Contrairement à vous, j’ai dû m’arrêter de travailler afin d’enchaîner les examens permettant de circonscrire mon cancer. J’ai cessé de travailler aussi parce que l’annonce du diagnostic m’a paralysée d’angoisse à l’idée de la probable découverte de métastases et effrayée des conséquences de l’arrivée du cancer dans ma vie et dans celle de ma famille. J’étais pourtant bien armée pour faire face, ayant surmonté un cancer de l’utérus à trente-deux ans. J’ai dû avertir mes clients et mon employeur, je suis consultante en stratégie digitale, de mon indisponibilité à venir. J’ai pris le temps de parler à ma famille de ce qui allait se passer. Le cancer ravage tout sur son passage : vie professionnelle, vie quotidienne, tout bascule et vite.
Madame la Ministre, parlons donc plutôt, si vous voulez contribuer à l’amélioration de la vie de toutes celles qui luttent contre cette maladie, de ce que vous auriez pu proposer dans ce portrait au lieu de faire état de votre parcours de soin privilégié : la plupart des femmes n’ont pas encore droit partout à l’accès aux meilleurs choix de traitement et à un accueil dans un centre référent dans les meilleurs délais.
- Vous avez obtenu un rendez-vous de diagnostic à l’Institut Curie en trois jours, ce que le centre des maladies du sein du centre Léon Bérard à Lyon propose à chaque femme et j’ai été reçue dans ces délais mais il n’en est pas de même sur l’ensemble du territoire, faute de personnels et de budgets.
- Aucune femme ne devrait se heurter au refus de sa Caisse d’assurance-maladie pour la prise en charge de son transport sous prétexte que dans sa ville moyenne un hôpital non spécialisé est susceptible de lui administrer sa cure sans personnel formé.
- Le plan cancer prévoit un accompagnement dès l’annonce de la maladie, mais, faute de budget toujours, les hôpitaux sont surchargés, les femmes ressortent trop souvent de consultations de chirurgie assommées et désemparées par l’annonce d’un cancer et doivent se retourner vers leur généraliste, à qui aucun élément du diagnostic n’a souvent été communiqué en temps réel comme cela est censé se passer.

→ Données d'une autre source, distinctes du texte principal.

//! Creation of a `.authchain/` project skeleton.
//!
//! ```no_run
//! use ac_core::init::{generate_authchain_structure, InitOptions};
//! use std::path::PathBuf;
//!
//! # async fn example() -> Result<(), Box<dyn std::error::Error>> {
//! let options = InitOptions {
//!     target_dir: PathBuf::from("."),
//!     force: false,
//! };
//! generate_authchain_structure(options).await?;
//! # Ok(())
//! # }
//! ```

pub mod error;
pub mod generator;
pub mod templates;

pub use error::{InitError, InitResult};
pub use generator::{generate_authchain_structure, InitOptions};
pub use templates::{get_template, list_templates};
//! Error types for event sinks.

use std::path::PathBuf;
use thiserror::Error;

/// Errors raised while setting up or writing an event sink.
#[derive(Error, Debug)]
pub enum SinkError {
    /// The configured output directory is missing or not a directory.
    #[error("Could not find log directory: {0:?}")]
    MissingDirectory(PathBuf),

    /// A log file could not be opened.
    #[error("Error opening log file {path:?}: {source}")]
    Open {
        path: PathBuf,
        source: std::io::Error,
    },

    /// Writing to the open log file failed.
    #[error("Error writing log file {path:?}: {source}")]
    Write {
        path: PathBuf,
        source: std::io::Error,
    },

    /// The event could not be serialized.
    #[error("Failed to serialize event: {0}")]
    Serialize(#[from] serde_json::Error),
}

/// Type alias for Result with SinkError.
pub type SinkResult<T> = Result<T, SinkError>;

Un poste d’infirmière pivot par centre anti cancer c’est trop peu.
- Vous nous parlez de votre perruque et de votre vernis, agissez plutôt pour la prise en charge des soins de supports (pourtant obligatoires), un exemple ? Le suivi psychologique des malades et de leur famille n’est toujours pas pris en charge hors des structures. N’oubliez pas le taux ridicule de prise en charge de LA perruque (125 € ) depuis 2006 pour un coût réel de 600 à 700€.
- Agissez contre l’indigence des structures d’aide à domicile et l’absence de formation des personnels, revalorisez la cotation des actes des médecins généralistes, infirmiers et infirmières libérales qui nous soignent avec dévouement au quotidien entre les chirurgies et les cures.
- Réduisez l’inégalité d’accès aux bilans d’oncogénétique et la centralisation des analyses avec des délais de douze mois en France contre quinze jours ailleurs en Europe.
- Nous attendons de vous, Madame le Ministre que vous continuiez à agir pour toutes les malades, celles qui sont obligées de s’arrêter de travailler, celles qui n’ont pas accès aux médias, celles qui sont seules et sans moyens.